Ultimamente diverse persone mi dicono, anzi, mi intimano di stare calmo. Ho deciso dunque di applicare per circa trenta minuti (il mio massimo possibile) il loro preziosissimo consiglio e di scrivere la mia rubrica in elogio a noi fottutissima gente irascibile, stressata, ansiosa, che più di una volta pariamo il più mite deretano di quelli che calmi ci sanno stare. Eccome! Talmente calmi che a noi altri ci viene l’infarto. Talmente calmi da non considerare mai le coordinate di spazio e tempo, o il concetto di rischio, o altre belle cosette riservate a quelli come me che quotidianamente vengono additati come isterici. Fanculo, scusate! Siete una massa informe di ipocriti passivo-aggressivi con le fattezze di un gigantesco budino umano.

Quello che voi pachidermi non sembrate capire è che anche a me piacerebbe tanto starmene, come voi, tranquillo tranquillo su una spiaggia caraibica – fisica o mentale – a non fare nulla. E anche a me piacerebbe che l’orologio – quella snervante diavoleria che fa inesorabilmente tic-tac – fosse solidale coi miei problemi e galantemente mi aspettasse ogni volta che mi trascino. Anche a me piacerebbe che  quelle due maledettissime lancette avessero pietà di me e dell’umanità intera, maledetta razza costretta in corpi di carne caduca . Anche a me piacerebbe che splendesse sempre il sole, che non esistessero i pazzi in autostrada, le buche nell’asfalto, il Fattore X, l’incognita non prevedibile, e altre misteriose amenità create da questo stronzo universo imparziale che se ne frega di me e di te e di quanti sogni entrambi teniamo nel nostro cassettuccio. La cosa divertente però è che tali ameni scherzi di Dio esistono. E se è vero che la mia ansia un giorno mi porterà all’infarto, è anche vero che la “vostra” calma ricorda la vèrve di una salma egizza, e che è proprio in virtù di tale millenario sprint che arriverete tardi a quell’appuntamento al quale tenete tanto. Quindi, cari i miei calmissimi Tutankamon che avete avuto la fortuna di essere nati privi del gene dell’ansia, è grazie a gente come me, che oltre alla propria ansia si deve fare carico dell’assenza pneumatica della “vostra” (ben celata o taciuta) che arriverete in orario. Voi mi direte: meglio arrivare tardi a un appuntamento che in anticipo al proprio funerale. È vero. Concordo. D’accordissimo. Però, nel mentre, vi fa un gran comodo che io, coi sudori freddi, vi ricordi di sbrigarvi. Vero?

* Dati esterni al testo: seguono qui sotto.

//! Nebula worker node
//!
//! Usage:
//!   nebula-node --host 0.0.0.0 --port 9190
//!
//! Serves poll/task/query requests from the coordinator. Table schemas for
//! the ingestion loader come from the cluster document named by NCONF;
//! NSERVER names the coordinator for log context.

use clap::Parser;
use std::net::TcpListener;
use std::sync::Arc;

use nebula::execution::{BlockManager, JsonFileLoader};
use nebula::meta::{ClusterConfig, NSERVER};
use nebula::service::NodeServer;

#[derive(Parser, Debug)]
#[command(name = "nebula-node")]
#[command(about = "Nebula worker node")]
#[command(version)]
struct Args {
    /// Host to bind to
    #[arg(long, default_value = "0.0.0.0")]
    host: String,

    /// Port to listen on
    #[arg(short, long, default_value_t = 9190)]
    port: u16,
}

fn main() {
    env_logger::init();

    let args = Args::parse();
    if let Ok(server) = std::env::var(NSERVER) {
        log::info!("coordinator expected at {}", server);
    }

    let mut loader = JsonFileLoader::new();
    match ClusterConfig::from_env() {
        Ok(config) => {
            for table in &config.tables {
                match table.schema() {
                    Ok(schema) => loader.register(table.name.clone(), schema),
                    Err(e) => log::warn!("table {} has no usable schema: {}", table.name, e),
                }
            }
        }
        Err(e) => log::warn!("no cluster config, ingestion disabled: {}", e),
    }

    let server = Arc::new(NodeServer::new(BlockManager::global(), Arc::new(loader)));
    let listener = match TcpListener::bind((args.host.as_str(), args.port)) {
        Ok(listener) => listener,
        Err(e) => {
            eprintln!("cannot bind {}:{}: {}", args.host, args.port, e);
            std::process::exit(1);
        }
    };
    if let Err(e) = server.serve(listener) {
        eprintln!("server error: {}", e);
        std::process::exit(1);
    }
}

Da parte mia posso assicurarvi che attendo l’infarto con gioia, anzi, con struggente trepidazione. Sarà una liberazione. Sarà meglio del 4 di luglio per gli Americani. Sarà come trovare il Santo Graal. Se la chiamano “pace eterna” allora vorrà dire che dopo me ne starò eternamente in pace. Giusto, no? E giuro che se c’è la fregatura, farò causa a San Pietro o a chi di dovere. Giuro che se c’hanno ragione i Buddisti e mi rincarno, mi ammazzo di nuovo subito, anche se sono una vacca o un criceto. Col cavolo che rifaccio tutto da capo!

Io so che sarò fra i primi qui a lasciarci le penne. E proprio grazie alla mia ansia, al fatto che non sto mai calmo. Ma che vittoria la mia, starmene al sicuro sulla mia nuvoletta al riparo da voi altri calmissimi rompicoglioni.